In provincia di Udine, il paese si raggiunge percorrendo l’autostrada A23 Alpo-Adria, uscendo a Gemona. Si continuerà il percorso lungo la S. S. 13 direzione Tarvisio. Venzone è oggi un vero e proprio piccolo gioiello di architettura. Reso ancor più prezioso dalla pazienza che trasuda da ogni mattone ripristinato negli edifici originari che furono distrutti dal terremoto.

Gli studenti universitari di architettura di Vienna e Venezia, all’epoca, lavorarono incessantemente per compiere un meticoloso lavoro di catalogazione degli edifici, pietra dopo pietra. Il 6 maggio del 1976 Venzone venne sconvolto dalla terribile scossa che arrivò al decimo grado della scala Mercalli. Altri 77 comuni del Friuli furono colpiti e improvvisamente case, palazzi e Chiese furono in un attimo rasi al suolo. Morte e macerie. Ma non era finita: il 15 settembre “l’orco del terremoto” si risvegliò ancora e la zona fu nuovamente sconvolta da terribili scosse. Il paese fu inghiottito, ma non per sempre.

Oggi Venzone è risorto dalle sue ceneri. Come è stato possibile? Grazie alla tecnica dell’anastilosi, ovvero ricollocando al loro posto pietre e frammenti architettonici. Altre parti sostanziali sono invece state sostituite, ma in modo riconoscibile. Il centro storico, raccolto e pieno di fascino, è cinto da alte mura medioevali. Il Palazzo Comunale, costruito nel 1390, è tornato alla sua originale imponenza, con gli stemmi a decorare la facciata. Sempre sulla Piazza del Municipio si affaccia Palazzo Radiussi, con la sua decorazione veneziana di trifora ed archetti trilobati.
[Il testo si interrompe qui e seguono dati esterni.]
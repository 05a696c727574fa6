//! Residual diagnostics for a least-squares fit.

use nalgebra::{DMatrix, DVector};
use serde::Serialize;
use sv_core::{Error, Result};
use sv_prob::{math, normal};

use crate::design::DesignMatrix;
use crate::ols::{OlsFit, least_squares};

/// One point of a normal QQ plot.
#[derive(Debug, Clone, Copy, PartialEq, Serialize)]
pub struct QqPoint {
    /// Standard normal quantile at the Blom plotting position.
    pub theoretical: f64,
    /// Sorted standardized residual.
    pub sample: f64,
}

/// Per-row influence measures.
#[derive(Debug, Clone, Serialize)]
pub struct Influence {
    /// Hat-matrix diagonal.
    pub leverage: Vec<f64>,
    /// Internally studentized residuals `e_i / (σ̂ sqrt(1 - h_i))`.
    pub studentized: Vec<f64>,
    /// Cook's distance.
    pub cooks_distance: Vec<f64>,
    /// Normal QQ pairs of the studentized residuals.
    pub qq: Vec<QqPoint>,
    /// Cook's distance cutoff `4 / n`.
    pub cooks_threshold: f64,
    /// Rows whose Cook's distance exceeds the cutoff.
    pub high_influence: Vec<usize>,
}

/// Leverage, studentized residuals, Cook's distance and QQ pairs for `fit`.
///
/// Rows with leverage 1 get NaN residual measures and are left out of the
/// QQ pairs.
pub fn influence(fit: &OlsFit) -> Result<Influence> {
    let n = fit.n_obs;
    let p = fit.n_params as f64;
    let sigma = fit.sigma;
    if !(sigma > 0.0) {
        return Err(Error::Computation("residual standard error is zero".to_string()));
    }

    let mut studentized = Vec::with_capacity(n);
    let mut cooks_distance = Vec::with_capacity(n);
    for (&e, &h) in fit.residuals.iter().zip(&fit.leverage) {
        let one_minus_h = 1.0 - h;
        if one_minus_h <= 1e-12 {
            studentized.push(f64::NAN);
            cooks_distance.push(f64::NAN);
            continue;
        }
        let r = e / (sigma * one_minus_h.sqrt());
        studentized.push(r);
        cooks_distance.push(r * r / p * h / one_minus_h);
    }

    let finite: Vec<f64> = studentized.iter().copied().filter(|v| v.is_finite()).collect();
    let sample = math::sorted(&finite);
    let theoretical = normal::blom_scores(sample.len())?;
    let qq = theoretical
        .into_iter()
        .zip(sample)
        .map(|(theoretical, sample)| QqPoint { theoretical, sample })
        .collect();

    let cooks_threshold = 4.0 / n as f64;
    let high_influence: Vec<usize> = cooks_distance
        .iter()
        .enumerate()
        .filter(|(_, d)| **d > cooks_threshold)
        .map(|(i, _)| i)
        .collect();
    if !high_influence.is_empty() {
        log::info!(
            "{}: {} rows with Cook's distance above {:.4}",
            fit.formula,
            high_influence.len(),
            cooks_threshold
        );
    }

    Ok(Influence {
        leverage: fit.leverage.clone(),
        studentized,
        cooks_distance,
        qq,
        cooks_threshold,
        high_influence,
    })
}

/// Variance inflation factor of every non-intercept design column.
///
/// `VIF_j = 1 / (1 - R²_j)` where `R²_j` comes from regressing column `j` on
/// all other columns (intercept included when the design has one).
pub fn vif(design: &DesignMatrix) -> Result<Vec<(String, f64)>> {
    let x = design.x();
    let (n, p) = x.shape();
    let first = usize::from(design.has_intercept());
    let mut out = Vec::with_capacity(p - first);

    for j in first..p {
        let label = design.labels()[j].clone();
        let others: Vec<usize> = (0..p).filter(|&k| k != j).collect();
        if others.is_empty() {
            out.push((label, 1.0));
            continue;
        }
        let target: DVector<f64> = x.column(j).into_owned();
        let sub = DMatrix::from_fn(n, others.len(), |i, k| x[(i, others[k])]);
        let sub_labels: Vec<String> = others.iter().map(|&k| design.labels()[k].clone()).collect();
        let ls = least_squares(&sub, &target, &sub_labels)?;

        let t: Vec<f64> = target.iter().copied().collect();
        let tss = if design.has_intercept() {
            math::centered_ss(&t)
        } else {
            t.iter().map(|v| v * v).sum()
        };
        let r2 = if tss > 0.0 { 1.0 - ls.rss / tss } else { 1.0 };
        let v = if r2 < 1.0 { 1.0 / (1.0 - r2) } else { f64::INFINITY };
        out.push((label, v));
    }
    Ok(out)
}

#[cfg(test)]
mod tests {
    use super::*;
    use crate::ols::fit_ols;
    use approx::assert_relative_eq;
    use sv_data::{Column, DataFrame};

    fn frame() -> DataFrame {
        DataFrame::new()
            .with_column("y", Column::numeric(vec![3.0, 5.0, 4.0, 8.0, 9.0, 7.0]))
            .unwrap()
            .with_column("x", Column::integer(vec![1, 2, 3, 4, 5, 6]))
            .unwrap()
    }

    #[test]
    fn test_cooks_distance_closed_form() {
        let fit = fit_ols(&frame(), &"y ~ x".parse().unwrap()).unwrap();
        let inf = influence(&fit).unwrap();
        let expected = [
            0.0894578313253013,
            0.03693334330748849,
            0.12553838936057915,
            0.12553838936057915,
            0.26610422698830377,
            1.2027108433734937,
        ];
        for (a, b) in inf.cooks_distance.iter().zip(expected) {
            assert_relative_eq!(*a, b, epsilon = 1e-9);
        }
        assert_relative_eq!(inf.cooks_threshold, 4.0 / 6.0);
        assert_eq!(inf.high_influence, vec![5]);
    }

    #[test]
    fn test_qq_pairs_sorted() {
        let fit = fit_ols(&frame(), &"y ~ x".parse().unwrap()).unwrap();
        let inf = influence(&fit).unwrap();
        assert_eq!(inf.qq.len(), 6);
        for w in inf.qq.windows(2) {
            assert!(w[0].theoretical < w[1].theoretical);
            assert!(w[0].sample <= w[1].sample);
        }
        assert_relative_eq!(inf.qq[0].theoretical, -inf.qq[5].theoretical, epsilon = 1e-12);
    }

    #[test]
    fn test_vif_orthogonal_and_correlated() {
        let df = DataFrame::new()
            .with_column("y", Column::numeric(vec![1.0, 3.0, 2.0, 5.0, 4.0, 6.0, 8.0, 7.0]))
            .unwrap()
            .with_column("a", Column::numeric(vec![1.0, -1.0, 1.0, -1.0, 1.0, -1.0, 1.0, -1.0]))
            .unwrap()
            .with_column("b", Column::numeric(vec![1.0, 1.0, -1.0, -1.0, 1.0, 1.0, -1.0, -1.0]))
            .unwrap()
            .with_column("c", Column::numeric(vec![1.1, 0.9, -0.8, -1.2, 1.0, 1.05, -0.9, -1.1]))
            .unwrap();
        let d = DesignMatrix::build(&df, &"y ~ a + b".parse().unwrap()).unwrap();
        let v = vif(&d).unwrap();
        assert_eq!(v.len(), 2);
        assert_relative_eq!(v[0].1, 1.0, epsilon = 1e-10);
        assert_relative_eq!(v[1].1, 1.0, epsilon = 1e-10);

        let d = DesignMatrix::build(&df, &"y ~ a + b + c".parse().unwrap()).unwrap();
        let v = vif(&d).unwrap();
        assert_eq!(v[2].0, "c");
        assert!(v[1].1 > 10.0 && v[2].1 > 10.0, "{:?}", v);
    }
}
//! Provenance metadata shared by every artifact.

use std::time::{SystemTime, UNIX_EPOCH};

use serde::Serialize;
use sv_core::{Error, Result};

/// Provenance block carried by every artifact.
#[derive(Debug, Clone, Serialize)]
pub struct ArtifactMeta {
    /// Producing tool.
    pub tool: String,
    /// Tool version.
    pub tool_version: String,
    /// Creation time, milliseconds since the Unix epoch.
    pub created_unix_ms: u128,
}

impl ArtifactMeta {
    /// Metadata stamped with the current time.
    pub fn now() -> Result<Self> {
        Ok(Self {
            tool: "survstat".to_string(),
            tool_version: sv_core::VERSION.to_string(),
            created_unix_ms: now_unix_ms()?,
        })
    }
}

fn now_unix_ms() -> Result<u128> {
    let d = SystemTime::now()
        .duration_since(UNIX_EPOCH)
        .map_err(|e| Error::Computation(format!("system time error: {}", e)))?;
    Ok(d.as_millis())
}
Poco lontano, camminando si arriva al Duomo di Sant’Andrea Apostolo, edificio che fu sventrato dal sisma. Oggi notiamo alle pareti le lamine metalliche che dividono le parti originali da quelle ricostruite. Nei dintorni, la natura vive rigogliosa, con le foreste del Parco naturale delle Prealpi Giulie. D’inverno molti esemplari di fauna locale sono in letargo, ma è possibile percorrere sentieri che ci faranno addentrare in un mondo incontaminato, per regalarci sorsi di aria pulita.

La gastronomia friulana è varia e gustosa. Da provare il “frico”, una sorta di tortino fritto con formaggio Montasio e patate. Ottimo anche il “toc in bralde”, un favoloso piatto con polenta morbida resa saporitissima da una crema di formaggio di malga, caprino e ricotta fresca. A Venzone da alcuni anni si coltiva una particolare varietà di zucca autoctona. Con la sua polpa gustosa si preparano molte ricette squisite, come zuppe, paste ripiene e particolari dolci.